Herein, we present a male patient with congenital keratoglobus who underwent surgery due to a PAA associated with an aneurysm of the aorta and the aortic root, as well as advanced aortic insufficiency.
Figure 2: Anterior segment Scheimpflug images of the (a) right and (b) left eyes.
Cardiopulmonary bypass, median sternotomy, and aortobicaval cannulation were performed under general anesthesia. The aorta was cross-clamped, the aneurismal ascending aortic segment was resected, and cardiac arrest was produced through selective antegrade cardioplegia. Isothermic hypercalcemic blood cardioplegia was used as the cardioplegic solution. Cardioplegia was provided intermittently through the antegrade route and continuously through the retrograde routes during surgery. The aortic leaflets were excised and the right and left ostia originated from a single ostium. An anastomosis was performed using an 8 mm Dacron graft, and another anastomosis was, then, performed to the aortic root with a No. 23 mechanic (Carbomedics; Sorin Group, Milan, Italy) aortic valve and a No. 26 composite graft. Following this anastomosis, the prepared coronary button was appropriately anastomosed to the composite graft. Then, the aneurismal segment of the pulmonary artery extending from the infundibulum towards the bifurcation was resected and anastomosed to the first parts of the right and left pulmonary arteries with a 26 mm Dacron graft. An air-removing procedure was applied to this graft and the cross-clamp was removed. Then, a pulmonary graft proximal anastomosis was performed on the beating heart. The resected aorta and pulmonary artery segment were sent for pathological examination, which revealed that the media layer was detached with fibrin accumulation in the detached areas. The patient was discharged from the hospital without any postoperative complications on the postoperative seventh day.
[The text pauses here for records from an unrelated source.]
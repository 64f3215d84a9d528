//! Device identity and signing keys: device IDs are derived from the public key.

use std::fmt;
use std::str::FromStr;

use ed25519_dalek::{Signature, Signer, SigningKey, Verifier, VerifyingKey};
use rand::rngs::OsRng;
use serde::{Deserialize, Deserializer, Serialize, Serializer};
use sha2::{Digest, Sha256};

/// Device public key (32 bytes, Ed25519). Serializable for pairing and certs.
#[derive(Debug, Clone, Eq, PartialEq, Hash, Serialize, Deserialize)]
pub struct PublicKey(#[serde(with = "bytes_32")] [u8; 32]);

mod bytes_32 {
    use serde::{Deserialize, Deserializer, Serialize, Serializer};
    pub fn serialize<S: Serializer>(v: &[u8; 32], serializer: S) -> Result<S::Ok, S::Error> {
        v.as_slice().serialize(serializer)
    }
    pub fn deserialize<'de, D: Deserializer<'de>>(d: D) -> Result<[u8; 32], D::Error> {
        let buf: Vec<u8> = Deserialize::deserialize(d)?;
        buf.try_into()
            .map_err(|_| serde::de::Error::custom("expected 32 bytes"))
    }
}

impl PublicKey {
    pub fn as_bytes(&self) -> &[u8; 32] {
        &self.0
    }

    /// Create a `PublicKey` from raw bytes.
    pub fn from_bytes(bytes: [u8; 32]) -> Self {
        PublicKey(bytes)
    }

    /// Verify an Ed25519 signature over `message`. Returns `false` for bad
    /// signatures and for bytes that are not a valid verifying key.
    pub fn verify(&self, message: &[u8], signature: &[u8; 64]) -> bool {
        let Ok(key) = VerifyingKey::from_bytes(&self.0) else {
            return false;
        };
        key.verify(message, &Signature::from_bytes(signature))
            .is_ok()
    }
}

/// Device ID: deterministic hash of the public key. Stable across connections;
/// this is the address datagrams are routed by. Displays as 32 hex chars.
#[derive(Debug, Clone, Copy, Eq, PartialEq, Hash, PartialOrd, Ord)]
pub struct DeviceId([u8; 16]);

impl DeviceId {
    /// Derive a device ID from a public key (same as `Keypair` does).
    pub fn from_public_key(public: &[u8; 32]) -> Self {
        let mut hasher = Sha256::new();
        hasher.update(public);
        let digest = hasher.finalize();
        let mut id = [0u8; 16];
        id.copy_from_slice(&digest[..16]);
        DeviceId(id)
    }

    pub fn as_bytes(&self) -> &[u8; 16] {
        &self.0
    }

    pub fn from_bytes(bytes: [u8; 16]) -> Self {
        DeviceId(bytes)
    }
}

impl fmt::Display for DeviceId {
    fn fmt(&self, f: &mut fmt::Formatter<'_>) -> fmt::Result {
        for byte in self.0 {
            write!(f, "{byte:02x}")?;
        }
        Ok(())
    }
}

#[derive(Debug, thiserror::Error)]
#[error("invalid device id")]
pub struct DeviceIdParseError;

impl FromStr for DeviceId {
    type Err = DeviceIdParseError;

    fn from_str(s: &str) -> Result<Self, Self::Err> {
        if s.len() != 32 || !s.is_ascii() {
            return Err(DeviceIdParseError);
        }
        let mut out = [0u8; 16];
        for (i, chunk) in s.as_bytes().chunks(2).enumerate() {
            let hex = std::str::from_utf8(chunk).map_err(|_| DeviceIdParseError)?;
            out[i] = u8::from_str_radix(hex, 16).map_err(|_| DeviceIdParseError)?;
        }
        Ok(DeviceId(out))
    }
}

// Device IDs travel inside JSON datagrams, so serialize as the hex string form.
impl Serialize for DeviceId {
    fn serialize<S: Serializer>(&self, serializer: S) -> Result<S::Ok, S::Error> {
        serializer.collect_str(self)
    }
}

impl<'de> Deserialize<'de> for DeviceId {
    fn deserialize<D: Deserializer<'de>>(d: D) -> Result<Self, D::Error> {
        let s = String::deserialize(d)?;
        s.parse().map_err(serde::de::Error::custom)
    }
}

/// Ed25519 keypair. Keep the signing key private; expose only the public key
/// and device ID.
pub struct Keypair {
    signing: SigningKey,
    public: PublicKey,
    device_id: DeviceId,
}

impl Keypair {
    /// Generate a new random keypair and derive the device ID from it.
    pub fn generate() -> Self {
        Self::from_signing_key(SigningKey::generate(&mut OsRng))
    }

    /// Rebuild a keypair from a stored 32-byte seed.
    pub fn from_seed(seed: [u8; 32]) -> Self {
        Self::from_signing_key(SigningKey::from_bytes(&seed))
    }

    fn from_signing_key(signing: SigningKey) -> Self {
        let public = PublicKey(signing.verifying_key().to_bytes());
        let device_id = DeviceId::from_public_key(public.as_bytes());
        Self {
            signing,
            public,
            device_id,
        }
    }

    pub fn public_key(&self) -> &PublicKey {
        &self.public
    }

    pub fn device_id(&self) -> DeviceId {
        self.device_id
    }

    /// Export the 32-byte seed, for persisting the identity across restarts.
    pub fn to_seed(&self) -> [u8; 32] {
        self.signing.to_bytes()
    }

    /// Sign `message` with the device's private key.
    pub fn sign(&self, message: &[u8]) -> [u8; 64] {
        self.signing.sign(message).to_bytes()
    }
}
On the other hand, coronary artery abnormalities (CAAs) are rare with an incidence of 0.6 to 1.3% in angiographic series.[9,10] Life-threatening arrhythmias, syncope, myocardial infarction, and sudden death develop in about 20% of patients with this anomaly.[9,10] Also, CAAs are the second most common cause of sudden cardiac death in young athletes.[9] Furthermore, a single coronary ostium anomaly is a rare entity with an incidence of 0.35% in a study.[9] In our case, the right and left main coronary arteries exited from the left coronary ostium. His complaints of chest and back pain suggested coronary ischemia due to the PAA pressure.
Medical treatment is recommended to improve clinical symptoms and findings of PAAs. If pulmonary arterial hypertension (PAH) accompanies a PAA, calcium channel blockers, anticoagulant treatment, and sildenafil citrate can be administered.[2] Boerrigter et al.[5,10] reported that, although pulmonary vascular resistance improved to near normal in patients treated for 20 months with calcium channel blockers, the PAA diameter did not decrease and the PAA enlarged progressively independent of hemodynamic variables, such as PA pressure or cardiac output.
Nonetheless, there is no clear consensus on the surgical treatment for a PAA. Some authors advocate surgical repair and recommend surgical intervention when the PA is dissected or the PA diameter increases progressively.[2,5] Enlargement of an aortic aneurysm may not be as progressive as it is in the aorta of a patient with PHT or if no intracardiac left-to-right shunt is present. However, surgical treatment is required in cases of right ventricular dysfunction, severe valvular insufficiency, and symptomatic patients with chest pain, shortness of breath, coughing, and hemoptysis, as an aneurysm of >6 cm has an increased risk of rupture.[2,8] Possible choices for surgical treatment of a PAA include interposition with a Dacron or homograft, repair with a pericardial patch, aneurysmorrhaphy, and arterioplasty.[2] In our case, we performed surgical repair, as our case was symptomatic and had severe aortic valve insufficiency and a PAA together along with an aneurysm of the ascending aorta and the aortic root.
In conclusion, concurrent aneurysms of the pulmonary artery, ascending aorta,and aortic root along with a single coronary ostium anomaly and congenital keratoglobus are extremely rare. To the best of our knowledge, this is the first case of a combination of all of these manifestations. We recommend surgery with successful outcomes in these patients.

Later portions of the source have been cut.